Biological stress is another mechanism that can help explain the link between poor sleeping habits and increased risk of weight gain. According again to CNN:

“Sleep deprivation puts stress on your body, and that stress could help explain the relationship between sleep and gene expression seen in the study, says Carl Boethel, M.D., director of the Sleep Institute at Scott & White Healthcare, i”‘When you are constantly depriving yourself of sleep, you are keeping yourself in a state of stress, and the genes that encode for that stressful environment start saying, ‘I need to hold on to calories’,” Boethel says.”

When your body is under stress, it releases hormones that increase your heart rate and blood pressure. Your muscles get tense, your digestive processes stop, and certain brain centres are triggered, which alter your brain chemistry.

For example, it tends to raise your levels of corticostol, the stress hormone associated with getting vex. Left unchecked, this stress response can eventually lead to a variety of health problems including:

* Headaches

* Indigestion

* Increased anxiety

* Depression

* High blood pressure

Chronic lack of sleep has a cumulative effect, so you cannot skimp on sleep on weekdays and then try to “catch up” over the weekend. In order to benefit your health, you need to be consistent in your sleeping habits.

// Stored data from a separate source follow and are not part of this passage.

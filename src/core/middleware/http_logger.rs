use axum::http::request::Parts;
use axum::{
    body::Body,
    extract::Request,
    middleware::Next,
    response::{IntoResponse, Response},
};
use axum_extra::headers::{Authorization, HeaderMapExt, authorization::Bearer};
use bytes::Bytes;
use http::{Method, StatusCode};
use http_body_util::BodyExt;
use serde_json::Value;
use std::time::Instant;

use crate::config::APP_CONFIG;
use crate::core::jwt_auth::jwt_auth::decode_jwt;
use crate::core::jwt_auth::types::TokenClaims;

pub async fn http_logger(
    req: Request,
    next: Next,
) -> std::result::Result<impl IntoResponse, (StatusCode, String)> {
    let start_time = Instant::now();

    let method = req.method().clone();
    let uri = req.uri().clone();
    let path = uri.path();
    let version = req.version();
    let req_headers = req.headers().clone();
    let x_request_id = req_headers
        .get("x-request-id")
        .and_then(|v| v.to_str().ok())
        .unwrap_or("");

    let (parts, body) = req.into_parts();

    let user_id = extract_claims(&parts)
        .map(|claims| claims.user_id)
        .unwrap_or_default();

    let bytes = buffer_body("request", body).await?;

    let req_body = match serde_json::from_str::<Value>(&String::from_utf8_lossy(&bytes)) {
        Ok(json) => json,
        Err(_) => Value::Object(serde_json::Map::new()),
    };

    // Reconstruct request with original body
    let req = Request::from_parts(parts, Body::from(bytes));

    let mut response = next.run(req).await;

    let latency = start_time.elapsed();
    let status = response.status();

    let should_log_body = matches!(method.as_str(), "POST" | "PUT" | "PATCH");
    let res_body = if should_log_body {
        let (parts, body) = response.into_parts();
        let bytes = buffer_body("response", body).await?;
        let json_body = match serde_json::from_str::<Value>(&String::from_utf8_lossy(&bytes)) {
            Ok(json) => json,
            Err(_) => Value::Object(serde_json::Map::new()),
        };
        response = Response::from_parts(parts, Body::from(bytes));
        json_body
    } else {
        Value::Object(serde_json::Map::new())
    };

    if method == Method::OPTIONS {
        // ignore OPTIONS requests
        return Ok(response);
    }

    let span = tracing::info_span!("http_request");
    span.in_scope(|| {
        tracing::info!(
            method = ?method,
            uri = ?uri,
            path = path,
            x_request_id = x_request_id,
            version = ?version,
            user_id = user_id,
            req_body = req_body.to_string(),
            status = ?status,
            latency = ?latency,
            latency_micros = latency.as_micros(),
            res_body = res_body.to_string(),
            app_env = APP_CONFIG.app_env.to_string()
        );
    });

    Ok(response)
}

pub async fn buffer_body<B>(
    direction: &str,
    body: B,
) -> std::result::Result<Bytes, (StatusCode, String)>
where
    B: axum::body::HttpBody<Data = Bytes>,
    B::Error: std::fmt::Display,
{
    let bytes = match body.collect().await {
        Ok(collected) => collected.to_bytes(),
        Err(err) => {
            return Err((
                StatusCode::BAD_REQUEST,
                format!("failed to read {direction} body: {err}"),
            ));
        }
    };

    Ok(bytes)
}

fn extract_claims(parts: &Parts) -> Option<TokenClaims> {
    if let Some(Authorization(bearer)) = parts.headers.typed_get::<Authorization<Bearer>>() {
        decode_jwt(bearer.token()).ok()
    } else {
        None
    }
}
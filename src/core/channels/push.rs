use async_trait::async_trait;

use crate::config::APP_CONFIG;
use crate::core::channels::{ChannelSender, Recipient, SendOutcome};
use crate::enums::NotificationChannel;
use crate::models::notifications::Notification;
use crate::models::push_subscriptions::PushSubscription;

/// Delivers through FCM to every active device registration of the
/// recipient. A single dead endpoint deactivates that registration only;
/// the outcome is `Delivered` as long as at least one device accepted.
pub struct PushSender {
    client: fcm_notification::FcmNotification,
}

impl PushSender {
    pub fn new() -> eyre::Result<Self> {
        let client =
            fcm_notification::FcmNotification::new(APP_CONFIG.firebase_credentials_path.as_str())
                .map_err(|e| eyre::eyre!("Failed to create FCM client: {e}"))?;

        Ok(Self { client })
    }
}

/// FCM reports a permanently-gone registration with these markers.
fn is_gone_endpoint(reason: &str) -> bool {
    reason.contains("UNREGISTERED") || reason.contains("NOT_FOUND") || reason.contains("INVALID_ARGUMENT")
}

#[async_trait]
impl ChannelSender for PushSender {
    fn channel(&self) -> NotificationChannel {
        NotificationChannel::Push
    }

    async fn send(&self, recipient: &Recipient, notification: &Notification) -> SendOutcome {
        let subscriptions = match PushSubscription::active_for_user(&recipient.user_id).await {
            Ok(subscriptions) => subscriptions,
            Err(e) => {
                return SendOutcome::Failed(format!("failed to load push subscriptions: {e}"));
            }
        };

        if subscriptions.is_empty() {
            return SendOutcome::Skipped;
        }

        let title = notification.kind.title();
        let mut accepted = 0usize;
        let mut last_error = String::new();

        for subscription in &subscriptions {
            let payload = fcm_notification::NotificationPayload {
                token: subscription.token.as_str(),
                title,
                body: notification.body.as_str(),
                data: None,
            };

            match self.client.send_notification(&payload).await {
                Ok(_) => {
                    accepted += 1;
                    if let Some(id) = &subscription.id {
                        if let Err(e) = PushSubscription::touch_last_used(id).await {
                            tracing::warn!("Failed to update lastUsedAt for subscription: {e}");
                        }
                    }
                }
                Err(e) => {
                    let reason = e.to_string();
                    tracing::error!(
                        "Push send failed for user {} device {}: {reason}",
                        recipient.user_id,
                        subscription.device_id
                    );

                    if is_gone_endpoint(&reason) {
                        if let Some(id) = &subscription.id {
                            if let Err(e) = PushSubscription::deactivate_by_id(id).await {
                                tracing::warn!("Failed to deactivate dead subscription: {e}");
                            } else {
                                tracing::info!(
                                    "Deactivated expired push subscription for user {} device {}",
                                    recipient.user_id,
                                    subscription.device_id
                                );
                            }
                        }
                    }

                    last_error = reason;
                }
            }
        }

        if accepted > 0 {
            SendOutcome::Delivered
        } else {
            SendOutcome::Failed(format!(
                "all {} push attempt(s) failed, last error: {last_error}",
                subscriptions.len()
            ))
        }
    }
}

#[cfg(test)]
mod tests {
    use super::*;

    #[test]
    fn gone_endpoint_markers_are_recognized() {
        assert!(is_gone_endpoint("404 NOT_FOUND: requested entity was not found"));
        assert!(is_gone_endpoint("UNREGISTERED"));
        assert!(!is_gone_endpoint("503 service unavailable"));
    }
}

As a general rule, adults need between six and eight hours of sleep every night. However, there are plenty of exceptions. Also, as that same study on twins suggests, you may need upwards of nine hours a night in order for it to outweigh certain genetic predispositions, by allowing your body to reap maximum benefits from a healthy diet and exercise regimen. The amount of sleep you need can also drastically change depending on your circumstances, such as illness or going through an emotionally stressful time.

Pregnant women also typically need more sleep than usual during the first trimester. My advice is to pay close heed to your body, mind and emotional state. For example, if you consistently feel tired upon waking, you probably need to sleep longer. Frequent yawning throughout the day is another dead giveaway that you need more shut-eye.

There are many factors that can influence your sleep, but one that many fail to consider is the use of light-emitting technology in your bedroom, such as a TV, iPad, and computer. These emit the type of light that will suppress melatonin production, which in turn will hamper your ability to fall asleep. Ideally, you should turn all such light-emitting gadgets off at least an hour prior to bed time.

Next, making some adjustments to your sleeping area can also go a long way to ensure uninterrupted, restful sleep:

1. Cover your windows with blackout shades or drapes to ensure complete darkness. Even the tiniest bit of light in the room can disrupt your pineal gland’s production of melatonin and serotonin, thereby disrupting your sleep cycle. So close your bedroom door, get rid of night-lights, and refrain from turning on any light during the night, even when getting up to go to the bathroom (this may be awkward).

2. Understand that the bedroom is the room to sleep in; it should not be your command centre. Do all other stuff like eating, surfing the net, and office work in other rooms. If you continue to do all of these activities in your bedroom, your brain does not see that place as somewhere to sleep, but somewhere to work, and all sleep mechanisms will be turned off or delayed.

3. Move alarm clocks and other electrical devices away from your head. If these devices must be used, keep them as far away from your bed as possible, preferably at least three feet.

4. Try not to drink cola drinks after 7 p.m. or take certain decongestant medicines after 7 p.m.

Oh and in case the editor misses it, the night activity that has a profound effect on how much you weigh is — the time you go to sleep, sir!